Record set section start
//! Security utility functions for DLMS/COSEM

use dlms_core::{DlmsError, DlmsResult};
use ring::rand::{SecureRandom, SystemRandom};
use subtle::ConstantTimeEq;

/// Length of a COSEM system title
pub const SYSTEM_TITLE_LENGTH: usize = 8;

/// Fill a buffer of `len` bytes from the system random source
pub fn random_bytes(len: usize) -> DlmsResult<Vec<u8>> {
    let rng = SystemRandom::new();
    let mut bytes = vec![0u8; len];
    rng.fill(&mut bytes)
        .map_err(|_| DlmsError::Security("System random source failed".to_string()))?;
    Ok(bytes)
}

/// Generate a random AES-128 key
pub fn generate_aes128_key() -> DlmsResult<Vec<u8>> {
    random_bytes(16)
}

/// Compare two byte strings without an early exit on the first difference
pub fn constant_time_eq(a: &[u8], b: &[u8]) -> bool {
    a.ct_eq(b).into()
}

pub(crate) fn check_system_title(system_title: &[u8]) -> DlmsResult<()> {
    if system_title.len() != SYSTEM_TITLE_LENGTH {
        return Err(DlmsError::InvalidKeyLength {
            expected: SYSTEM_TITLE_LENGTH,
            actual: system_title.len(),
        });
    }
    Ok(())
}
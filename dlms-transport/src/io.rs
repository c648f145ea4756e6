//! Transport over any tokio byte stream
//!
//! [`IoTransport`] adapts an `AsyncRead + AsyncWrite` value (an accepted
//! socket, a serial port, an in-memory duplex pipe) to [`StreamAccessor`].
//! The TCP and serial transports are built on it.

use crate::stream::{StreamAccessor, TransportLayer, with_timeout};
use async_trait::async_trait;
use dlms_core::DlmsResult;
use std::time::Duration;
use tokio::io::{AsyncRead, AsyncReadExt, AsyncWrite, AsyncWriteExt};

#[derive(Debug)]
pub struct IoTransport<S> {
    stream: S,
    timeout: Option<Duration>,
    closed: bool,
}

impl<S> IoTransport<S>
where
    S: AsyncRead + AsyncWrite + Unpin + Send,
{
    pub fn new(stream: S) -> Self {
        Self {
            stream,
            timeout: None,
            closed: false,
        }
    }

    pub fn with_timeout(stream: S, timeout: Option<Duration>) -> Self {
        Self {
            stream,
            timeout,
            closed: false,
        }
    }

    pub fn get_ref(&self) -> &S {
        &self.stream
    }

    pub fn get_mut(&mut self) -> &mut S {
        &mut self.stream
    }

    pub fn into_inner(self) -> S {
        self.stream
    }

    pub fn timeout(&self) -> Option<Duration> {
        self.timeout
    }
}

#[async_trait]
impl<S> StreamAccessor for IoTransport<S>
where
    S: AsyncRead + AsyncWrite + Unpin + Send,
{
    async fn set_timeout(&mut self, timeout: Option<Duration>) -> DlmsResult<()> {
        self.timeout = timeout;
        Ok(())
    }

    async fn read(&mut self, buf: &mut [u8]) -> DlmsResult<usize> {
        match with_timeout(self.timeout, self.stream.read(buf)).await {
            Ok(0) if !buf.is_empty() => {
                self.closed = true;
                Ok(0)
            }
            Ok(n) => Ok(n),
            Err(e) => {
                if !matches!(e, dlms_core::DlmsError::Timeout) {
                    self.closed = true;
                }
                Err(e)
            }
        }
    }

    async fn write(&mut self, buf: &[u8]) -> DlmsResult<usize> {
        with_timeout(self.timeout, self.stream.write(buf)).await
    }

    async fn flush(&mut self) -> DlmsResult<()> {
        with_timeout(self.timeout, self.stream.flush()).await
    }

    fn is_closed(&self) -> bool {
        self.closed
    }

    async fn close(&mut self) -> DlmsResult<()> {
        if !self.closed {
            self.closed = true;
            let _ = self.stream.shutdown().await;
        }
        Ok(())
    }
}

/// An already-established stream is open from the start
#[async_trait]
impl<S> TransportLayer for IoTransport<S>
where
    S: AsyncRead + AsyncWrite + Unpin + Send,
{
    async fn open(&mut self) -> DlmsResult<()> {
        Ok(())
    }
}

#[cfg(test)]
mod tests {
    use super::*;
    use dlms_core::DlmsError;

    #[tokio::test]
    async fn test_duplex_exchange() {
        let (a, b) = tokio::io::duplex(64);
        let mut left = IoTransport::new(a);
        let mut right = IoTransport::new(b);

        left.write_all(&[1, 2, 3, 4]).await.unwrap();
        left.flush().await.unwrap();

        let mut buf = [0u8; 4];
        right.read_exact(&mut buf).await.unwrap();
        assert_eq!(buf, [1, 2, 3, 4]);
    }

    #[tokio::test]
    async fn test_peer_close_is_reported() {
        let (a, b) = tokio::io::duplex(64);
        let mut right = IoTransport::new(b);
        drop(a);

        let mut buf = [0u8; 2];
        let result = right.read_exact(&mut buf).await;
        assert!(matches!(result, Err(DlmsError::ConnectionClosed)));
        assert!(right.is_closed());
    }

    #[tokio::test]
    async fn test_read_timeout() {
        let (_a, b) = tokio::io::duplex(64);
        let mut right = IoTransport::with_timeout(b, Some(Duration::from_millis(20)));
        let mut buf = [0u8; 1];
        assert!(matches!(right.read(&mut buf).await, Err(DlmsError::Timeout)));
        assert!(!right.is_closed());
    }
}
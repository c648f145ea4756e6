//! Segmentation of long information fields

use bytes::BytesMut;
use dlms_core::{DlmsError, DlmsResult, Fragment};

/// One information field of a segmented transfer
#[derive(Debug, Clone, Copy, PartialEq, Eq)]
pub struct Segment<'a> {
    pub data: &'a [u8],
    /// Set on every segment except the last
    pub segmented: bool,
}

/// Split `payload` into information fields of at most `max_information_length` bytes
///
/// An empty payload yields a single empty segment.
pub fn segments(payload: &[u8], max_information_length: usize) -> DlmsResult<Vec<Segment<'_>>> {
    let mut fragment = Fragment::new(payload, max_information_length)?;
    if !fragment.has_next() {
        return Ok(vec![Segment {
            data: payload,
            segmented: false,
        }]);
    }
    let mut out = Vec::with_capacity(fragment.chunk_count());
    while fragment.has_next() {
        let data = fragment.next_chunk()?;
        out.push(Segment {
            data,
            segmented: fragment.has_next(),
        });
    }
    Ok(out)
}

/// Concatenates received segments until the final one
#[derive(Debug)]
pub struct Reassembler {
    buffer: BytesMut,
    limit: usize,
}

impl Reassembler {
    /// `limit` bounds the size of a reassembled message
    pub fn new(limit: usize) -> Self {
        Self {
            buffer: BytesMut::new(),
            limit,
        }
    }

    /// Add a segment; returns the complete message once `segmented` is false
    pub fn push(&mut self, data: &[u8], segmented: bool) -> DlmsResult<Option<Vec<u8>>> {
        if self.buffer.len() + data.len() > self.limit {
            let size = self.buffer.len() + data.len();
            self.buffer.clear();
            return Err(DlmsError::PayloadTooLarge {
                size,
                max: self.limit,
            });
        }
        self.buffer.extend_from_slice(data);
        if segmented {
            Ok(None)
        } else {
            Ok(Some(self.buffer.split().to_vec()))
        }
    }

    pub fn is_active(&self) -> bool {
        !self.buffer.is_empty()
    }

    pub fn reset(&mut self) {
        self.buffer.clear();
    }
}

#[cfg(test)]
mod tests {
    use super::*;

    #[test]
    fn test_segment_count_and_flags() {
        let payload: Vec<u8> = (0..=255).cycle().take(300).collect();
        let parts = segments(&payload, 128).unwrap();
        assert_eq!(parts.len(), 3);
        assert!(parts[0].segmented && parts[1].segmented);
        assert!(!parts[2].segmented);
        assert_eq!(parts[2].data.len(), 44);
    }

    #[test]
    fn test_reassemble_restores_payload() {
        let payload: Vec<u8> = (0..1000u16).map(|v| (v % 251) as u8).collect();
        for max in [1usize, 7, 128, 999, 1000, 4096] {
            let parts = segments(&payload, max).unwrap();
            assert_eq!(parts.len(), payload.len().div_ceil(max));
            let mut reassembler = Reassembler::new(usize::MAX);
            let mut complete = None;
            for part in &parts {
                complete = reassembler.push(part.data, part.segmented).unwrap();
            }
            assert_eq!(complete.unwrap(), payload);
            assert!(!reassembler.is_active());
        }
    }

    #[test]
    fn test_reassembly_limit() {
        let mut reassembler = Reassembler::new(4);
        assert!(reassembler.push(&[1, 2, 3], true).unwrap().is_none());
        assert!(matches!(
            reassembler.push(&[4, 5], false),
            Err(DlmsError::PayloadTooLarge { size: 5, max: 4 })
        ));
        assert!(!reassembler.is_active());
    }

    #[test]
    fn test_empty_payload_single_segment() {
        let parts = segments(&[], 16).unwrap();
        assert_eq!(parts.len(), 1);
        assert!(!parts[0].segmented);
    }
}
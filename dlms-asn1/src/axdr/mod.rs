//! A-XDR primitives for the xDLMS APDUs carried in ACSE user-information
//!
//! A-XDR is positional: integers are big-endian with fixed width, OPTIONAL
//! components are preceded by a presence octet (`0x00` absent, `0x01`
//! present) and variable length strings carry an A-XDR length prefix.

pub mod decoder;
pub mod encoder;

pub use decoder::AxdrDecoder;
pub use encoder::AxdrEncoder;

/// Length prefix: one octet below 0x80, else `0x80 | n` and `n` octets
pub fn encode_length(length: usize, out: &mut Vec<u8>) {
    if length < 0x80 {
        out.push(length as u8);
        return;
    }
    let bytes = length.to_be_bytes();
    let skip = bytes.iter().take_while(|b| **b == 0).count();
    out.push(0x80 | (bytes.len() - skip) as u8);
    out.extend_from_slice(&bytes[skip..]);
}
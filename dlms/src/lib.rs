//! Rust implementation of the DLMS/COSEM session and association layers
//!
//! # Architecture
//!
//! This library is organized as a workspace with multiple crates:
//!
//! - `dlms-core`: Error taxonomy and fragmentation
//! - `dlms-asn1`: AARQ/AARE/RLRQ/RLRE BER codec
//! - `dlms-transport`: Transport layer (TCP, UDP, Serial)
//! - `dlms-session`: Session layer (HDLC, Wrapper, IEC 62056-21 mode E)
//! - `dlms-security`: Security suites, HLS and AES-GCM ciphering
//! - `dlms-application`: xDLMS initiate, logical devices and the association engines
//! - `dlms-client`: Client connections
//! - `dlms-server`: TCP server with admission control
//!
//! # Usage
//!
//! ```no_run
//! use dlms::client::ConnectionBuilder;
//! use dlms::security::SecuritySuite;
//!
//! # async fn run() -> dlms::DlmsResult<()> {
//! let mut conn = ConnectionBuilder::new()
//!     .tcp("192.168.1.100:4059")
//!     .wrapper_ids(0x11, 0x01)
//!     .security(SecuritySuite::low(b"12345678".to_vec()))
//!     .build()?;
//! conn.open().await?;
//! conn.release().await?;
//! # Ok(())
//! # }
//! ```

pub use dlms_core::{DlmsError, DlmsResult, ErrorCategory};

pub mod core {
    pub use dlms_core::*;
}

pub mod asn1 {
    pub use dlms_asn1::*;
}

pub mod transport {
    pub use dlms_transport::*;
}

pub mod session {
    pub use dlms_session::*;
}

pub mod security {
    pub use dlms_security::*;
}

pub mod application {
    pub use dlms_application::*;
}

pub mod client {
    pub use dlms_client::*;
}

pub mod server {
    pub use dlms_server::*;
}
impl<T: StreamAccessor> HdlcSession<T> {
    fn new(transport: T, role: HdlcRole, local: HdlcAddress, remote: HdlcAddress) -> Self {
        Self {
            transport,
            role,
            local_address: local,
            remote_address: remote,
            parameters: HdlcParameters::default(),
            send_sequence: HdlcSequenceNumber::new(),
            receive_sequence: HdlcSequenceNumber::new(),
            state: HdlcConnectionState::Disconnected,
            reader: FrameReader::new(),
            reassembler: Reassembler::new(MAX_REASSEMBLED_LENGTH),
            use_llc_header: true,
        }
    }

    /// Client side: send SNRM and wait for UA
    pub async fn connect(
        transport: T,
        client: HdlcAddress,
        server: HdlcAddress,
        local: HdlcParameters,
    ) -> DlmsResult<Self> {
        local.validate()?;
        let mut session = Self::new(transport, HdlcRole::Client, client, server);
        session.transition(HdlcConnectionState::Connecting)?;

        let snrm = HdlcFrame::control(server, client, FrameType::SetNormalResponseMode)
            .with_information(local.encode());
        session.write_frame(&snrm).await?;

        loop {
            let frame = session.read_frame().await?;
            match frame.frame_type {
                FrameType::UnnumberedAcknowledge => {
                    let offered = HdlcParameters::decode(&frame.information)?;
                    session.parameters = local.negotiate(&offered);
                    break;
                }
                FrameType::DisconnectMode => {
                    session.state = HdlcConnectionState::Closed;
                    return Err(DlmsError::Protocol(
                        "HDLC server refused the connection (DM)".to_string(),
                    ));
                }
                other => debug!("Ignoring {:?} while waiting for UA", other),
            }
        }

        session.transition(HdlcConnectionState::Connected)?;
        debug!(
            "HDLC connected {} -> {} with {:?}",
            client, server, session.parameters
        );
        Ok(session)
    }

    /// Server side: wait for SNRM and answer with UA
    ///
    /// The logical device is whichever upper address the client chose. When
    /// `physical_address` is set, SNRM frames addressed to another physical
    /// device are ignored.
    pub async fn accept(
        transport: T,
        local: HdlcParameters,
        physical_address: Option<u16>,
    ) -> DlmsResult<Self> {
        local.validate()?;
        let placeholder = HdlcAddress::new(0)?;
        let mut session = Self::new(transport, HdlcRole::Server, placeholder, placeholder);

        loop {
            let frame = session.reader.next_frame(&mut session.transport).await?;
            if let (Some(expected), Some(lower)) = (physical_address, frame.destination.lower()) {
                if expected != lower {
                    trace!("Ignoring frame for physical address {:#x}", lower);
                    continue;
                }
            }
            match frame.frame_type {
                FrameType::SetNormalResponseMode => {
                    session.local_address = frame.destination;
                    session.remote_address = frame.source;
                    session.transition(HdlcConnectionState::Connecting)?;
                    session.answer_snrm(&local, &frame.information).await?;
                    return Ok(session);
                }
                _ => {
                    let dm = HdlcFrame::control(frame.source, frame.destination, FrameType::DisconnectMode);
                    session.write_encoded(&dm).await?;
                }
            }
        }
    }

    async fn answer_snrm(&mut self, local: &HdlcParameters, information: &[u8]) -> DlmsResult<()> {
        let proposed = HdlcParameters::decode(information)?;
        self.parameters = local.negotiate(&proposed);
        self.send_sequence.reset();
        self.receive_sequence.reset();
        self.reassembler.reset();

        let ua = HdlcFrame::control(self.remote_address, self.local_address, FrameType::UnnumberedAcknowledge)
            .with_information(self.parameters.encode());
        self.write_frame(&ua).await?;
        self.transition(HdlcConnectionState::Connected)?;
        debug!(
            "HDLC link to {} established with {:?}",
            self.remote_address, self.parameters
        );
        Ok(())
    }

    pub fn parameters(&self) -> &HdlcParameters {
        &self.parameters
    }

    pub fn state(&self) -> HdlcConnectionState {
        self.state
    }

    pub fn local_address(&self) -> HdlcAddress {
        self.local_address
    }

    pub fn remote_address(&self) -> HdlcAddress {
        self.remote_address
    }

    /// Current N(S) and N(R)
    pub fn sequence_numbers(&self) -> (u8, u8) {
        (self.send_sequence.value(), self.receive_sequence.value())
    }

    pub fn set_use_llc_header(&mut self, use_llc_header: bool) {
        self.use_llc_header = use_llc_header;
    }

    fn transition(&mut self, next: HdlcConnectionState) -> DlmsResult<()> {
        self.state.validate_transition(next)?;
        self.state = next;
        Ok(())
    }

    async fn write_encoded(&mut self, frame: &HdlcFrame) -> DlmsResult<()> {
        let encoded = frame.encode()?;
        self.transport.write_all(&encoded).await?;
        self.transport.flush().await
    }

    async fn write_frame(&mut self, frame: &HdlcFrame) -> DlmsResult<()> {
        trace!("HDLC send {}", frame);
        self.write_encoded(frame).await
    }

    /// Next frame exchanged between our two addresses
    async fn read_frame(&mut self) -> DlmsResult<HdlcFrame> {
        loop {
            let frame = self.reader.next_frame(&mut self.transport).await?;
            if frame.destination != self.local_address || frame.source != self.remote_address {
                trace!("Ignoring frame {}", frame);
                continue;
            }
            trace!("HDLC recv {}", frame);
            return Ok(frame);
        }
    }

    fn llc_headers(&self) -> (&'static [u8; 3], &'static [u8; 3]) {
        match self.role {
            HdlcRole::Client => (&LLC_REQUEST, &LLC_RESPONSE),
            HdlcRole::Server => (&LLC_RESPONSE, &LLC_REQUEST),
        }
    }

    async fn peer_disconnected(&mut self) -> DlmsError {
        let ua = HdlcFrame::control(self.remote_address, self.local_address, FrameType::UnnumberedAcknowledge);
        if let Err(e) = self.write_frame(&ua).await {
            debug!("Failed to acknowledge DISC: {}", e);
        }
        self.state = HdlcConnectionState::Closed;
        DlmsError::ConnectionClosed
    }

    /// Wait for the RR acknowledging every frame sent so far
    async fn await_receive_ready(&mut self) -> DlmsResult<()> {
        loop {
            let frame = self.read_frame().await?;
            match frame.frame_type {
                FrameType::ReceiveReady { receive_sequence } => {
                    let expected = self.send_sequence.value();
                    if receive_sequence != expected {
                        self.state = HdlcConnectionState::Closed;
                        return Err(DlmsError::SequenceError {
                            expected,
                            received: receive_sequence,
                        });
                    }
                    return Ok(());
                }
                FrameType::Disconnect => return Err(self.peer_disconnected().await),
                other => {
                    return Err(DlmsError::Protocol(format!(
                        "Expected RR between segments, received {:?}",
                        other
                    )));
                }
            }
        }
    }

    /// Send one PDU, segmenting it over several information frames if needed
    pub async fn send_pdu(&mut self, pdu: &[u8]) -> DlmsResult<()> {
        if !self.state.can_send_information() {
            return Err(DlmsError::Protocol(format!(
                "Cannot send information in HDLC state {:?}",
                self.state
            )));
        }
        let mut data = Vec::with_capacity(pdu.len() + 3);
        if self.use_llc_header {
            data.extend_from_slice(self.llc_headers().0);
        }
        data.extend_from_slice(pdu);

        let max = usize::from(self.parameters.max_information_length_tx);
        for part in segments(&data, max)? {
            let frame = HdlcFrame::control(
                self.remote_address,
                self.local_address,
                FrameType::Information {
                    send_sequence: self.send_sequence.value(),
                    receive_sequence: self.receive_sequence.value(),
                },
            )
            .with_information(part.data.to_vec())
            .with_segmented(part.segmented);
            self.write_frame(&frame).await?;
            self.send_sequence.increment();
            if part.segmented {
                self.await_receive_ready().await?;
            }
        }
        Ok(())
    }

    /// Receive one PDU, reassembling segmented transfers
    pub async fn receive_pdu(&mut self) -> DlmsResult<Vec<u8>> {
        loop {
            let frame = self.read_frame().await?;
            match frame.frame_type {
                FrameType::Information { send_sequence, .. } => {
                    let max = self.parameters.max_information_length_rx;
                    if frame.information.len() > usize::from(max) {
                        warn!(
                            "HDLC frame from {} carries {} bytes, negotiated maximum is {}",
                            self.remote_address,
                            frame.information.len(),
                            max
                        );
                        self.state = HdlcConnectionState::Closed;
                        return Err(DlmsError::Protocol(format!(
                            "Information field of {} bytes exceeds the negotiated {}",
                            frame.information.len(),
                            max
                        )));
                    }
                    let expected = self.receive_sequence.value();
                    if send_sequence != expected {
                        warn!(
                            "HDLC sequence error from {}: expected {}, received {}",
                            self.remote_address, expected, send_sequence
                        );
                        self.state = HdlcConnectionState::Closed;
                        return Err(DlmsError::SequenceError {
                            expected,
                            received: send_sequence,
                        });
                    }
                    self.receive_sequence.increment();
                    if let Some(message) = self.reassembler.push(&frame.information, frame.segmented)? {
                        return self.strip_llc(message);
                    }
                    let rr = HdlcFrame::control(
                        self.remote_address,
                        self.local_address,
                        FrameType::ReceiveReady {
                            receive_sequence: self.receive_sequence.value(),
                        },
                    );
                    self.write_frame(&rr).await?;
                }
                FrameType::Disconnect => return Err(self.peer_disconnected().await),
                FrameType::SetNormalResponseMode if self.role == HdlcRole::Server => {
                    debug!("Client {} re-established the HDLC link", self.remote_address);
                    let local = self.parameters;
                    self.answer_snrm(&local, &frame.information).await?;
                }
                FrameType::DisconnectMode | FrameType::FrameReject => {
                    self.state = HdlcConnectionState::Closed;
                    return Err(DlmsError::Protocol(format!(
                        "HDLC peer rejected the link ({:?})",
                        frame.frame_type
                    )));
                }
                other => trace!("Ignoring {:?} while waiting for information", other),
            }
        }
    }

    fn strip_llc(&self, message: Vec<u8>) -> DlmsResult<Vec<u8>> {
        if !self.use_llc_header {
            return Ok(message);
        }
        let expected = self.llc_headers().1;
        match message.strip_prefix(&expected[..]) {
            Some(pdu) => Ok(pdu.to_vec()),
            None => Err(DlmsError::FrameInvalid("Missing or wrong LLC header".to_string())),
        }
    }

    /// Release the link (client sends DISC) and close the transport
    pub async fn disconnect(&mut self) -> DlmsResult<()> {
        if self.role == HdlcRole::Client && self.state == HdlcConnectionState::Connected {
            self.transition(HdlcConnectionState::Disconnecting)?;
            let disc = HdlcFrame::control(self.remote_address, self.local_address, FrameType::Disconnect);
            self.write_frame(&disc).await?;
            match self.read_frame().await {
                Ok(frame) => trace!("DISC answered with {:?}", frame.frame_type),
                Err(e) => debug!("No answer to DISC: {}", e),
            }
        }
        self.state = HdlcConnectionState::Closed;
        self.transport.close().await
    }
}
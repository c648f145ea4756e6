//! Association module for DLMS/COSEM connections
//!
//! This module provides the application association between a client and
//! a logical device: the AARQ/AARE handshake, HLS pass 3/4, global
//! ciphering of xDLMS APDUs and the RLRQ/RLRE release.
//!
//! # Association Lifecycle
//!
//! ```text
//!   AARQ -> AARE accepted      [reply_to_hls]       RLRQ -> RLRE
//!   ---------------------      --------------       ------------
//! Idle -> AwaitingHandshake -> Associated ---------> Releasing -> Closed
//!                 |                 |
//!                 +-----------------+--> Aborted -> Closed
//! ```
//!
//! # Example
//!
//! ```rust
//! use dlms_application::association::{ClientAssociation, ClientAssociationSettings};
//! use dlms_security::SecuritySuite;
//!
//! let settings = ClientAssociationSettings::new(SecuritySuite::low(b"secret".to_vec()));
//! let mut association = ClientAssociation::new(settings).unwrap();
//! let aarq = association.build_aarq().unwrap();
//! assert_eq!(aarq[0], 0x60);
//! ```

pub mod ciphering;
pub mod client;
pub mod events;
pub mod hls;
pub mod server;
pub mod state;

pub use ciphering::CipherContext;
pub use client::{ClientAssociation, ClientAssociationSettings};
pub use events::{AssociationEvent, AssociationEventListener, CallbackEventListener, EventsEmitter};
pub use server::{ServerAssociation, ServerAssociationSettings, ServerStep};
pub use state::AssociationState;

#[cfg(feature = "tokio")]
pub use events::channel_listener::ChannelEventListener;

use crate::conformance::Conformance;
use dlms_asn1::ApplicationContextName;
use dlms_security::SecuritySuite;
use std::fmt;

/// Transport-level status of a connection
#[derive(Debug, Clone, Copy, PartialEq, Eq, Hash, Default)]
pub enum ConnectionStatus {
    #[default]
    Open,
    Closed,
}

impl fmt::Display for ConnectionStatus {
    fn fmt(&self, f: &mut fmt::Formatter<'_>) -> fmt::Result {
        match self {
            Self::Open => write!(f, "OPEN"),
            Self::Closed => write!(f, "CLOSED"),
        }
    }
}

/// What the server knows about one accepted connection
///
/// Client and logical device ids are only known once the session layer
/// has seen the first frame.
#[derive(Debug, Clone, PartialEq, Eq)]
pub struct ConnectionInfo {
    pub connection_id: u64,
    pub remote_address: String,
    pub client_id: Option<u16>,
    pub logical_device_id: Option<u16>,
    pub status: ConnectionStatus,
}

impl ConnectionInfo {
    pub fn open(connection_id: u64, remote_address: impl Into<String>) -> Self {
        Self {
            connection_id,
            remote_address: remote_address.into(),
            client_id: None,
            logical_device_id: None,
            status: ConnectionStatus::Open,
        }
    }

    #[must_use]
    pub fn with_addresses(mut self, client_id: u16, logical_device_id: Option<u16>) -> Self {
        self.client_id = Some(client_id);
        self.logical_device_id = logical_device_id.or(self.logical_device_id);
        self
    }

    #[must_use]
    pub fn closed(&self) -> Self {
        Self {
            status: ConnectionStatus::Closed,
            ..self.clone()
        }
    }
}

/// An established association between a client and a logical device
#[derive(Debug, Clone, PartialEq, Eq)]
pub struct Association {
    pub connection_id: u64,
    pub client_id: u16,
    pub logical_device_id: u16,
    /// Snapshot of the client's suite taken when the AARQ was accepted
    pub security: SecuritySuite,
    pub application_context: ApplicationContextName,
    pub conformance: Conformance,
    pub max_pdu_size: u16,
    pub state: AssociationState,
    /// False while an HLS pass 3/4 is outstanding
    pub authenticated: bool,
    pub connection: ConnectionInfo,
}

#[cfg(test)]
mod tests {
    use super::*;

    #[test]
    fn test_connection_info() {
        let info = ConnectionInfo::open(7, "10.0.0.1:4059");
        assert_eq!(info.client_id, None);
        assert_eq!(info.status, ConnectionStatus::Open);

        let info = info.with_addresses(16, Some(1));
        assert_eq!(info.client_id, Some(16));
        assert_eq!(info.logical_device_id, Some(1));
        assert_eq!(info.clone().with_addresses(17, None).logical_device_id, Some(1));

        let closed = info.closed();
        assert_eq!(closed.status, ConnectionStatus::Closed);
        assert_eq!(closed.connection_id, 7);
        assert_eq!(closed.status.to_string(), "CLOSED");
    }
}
Record set section end
Task details →
Select and copy every line of the listing with the word "placeholder".

Expected answer →
        let placeholder = HdlcAddress::new(0)?;
        let mut session = Self::new(transport, HdlcRole::Server, placeholder, placeholder);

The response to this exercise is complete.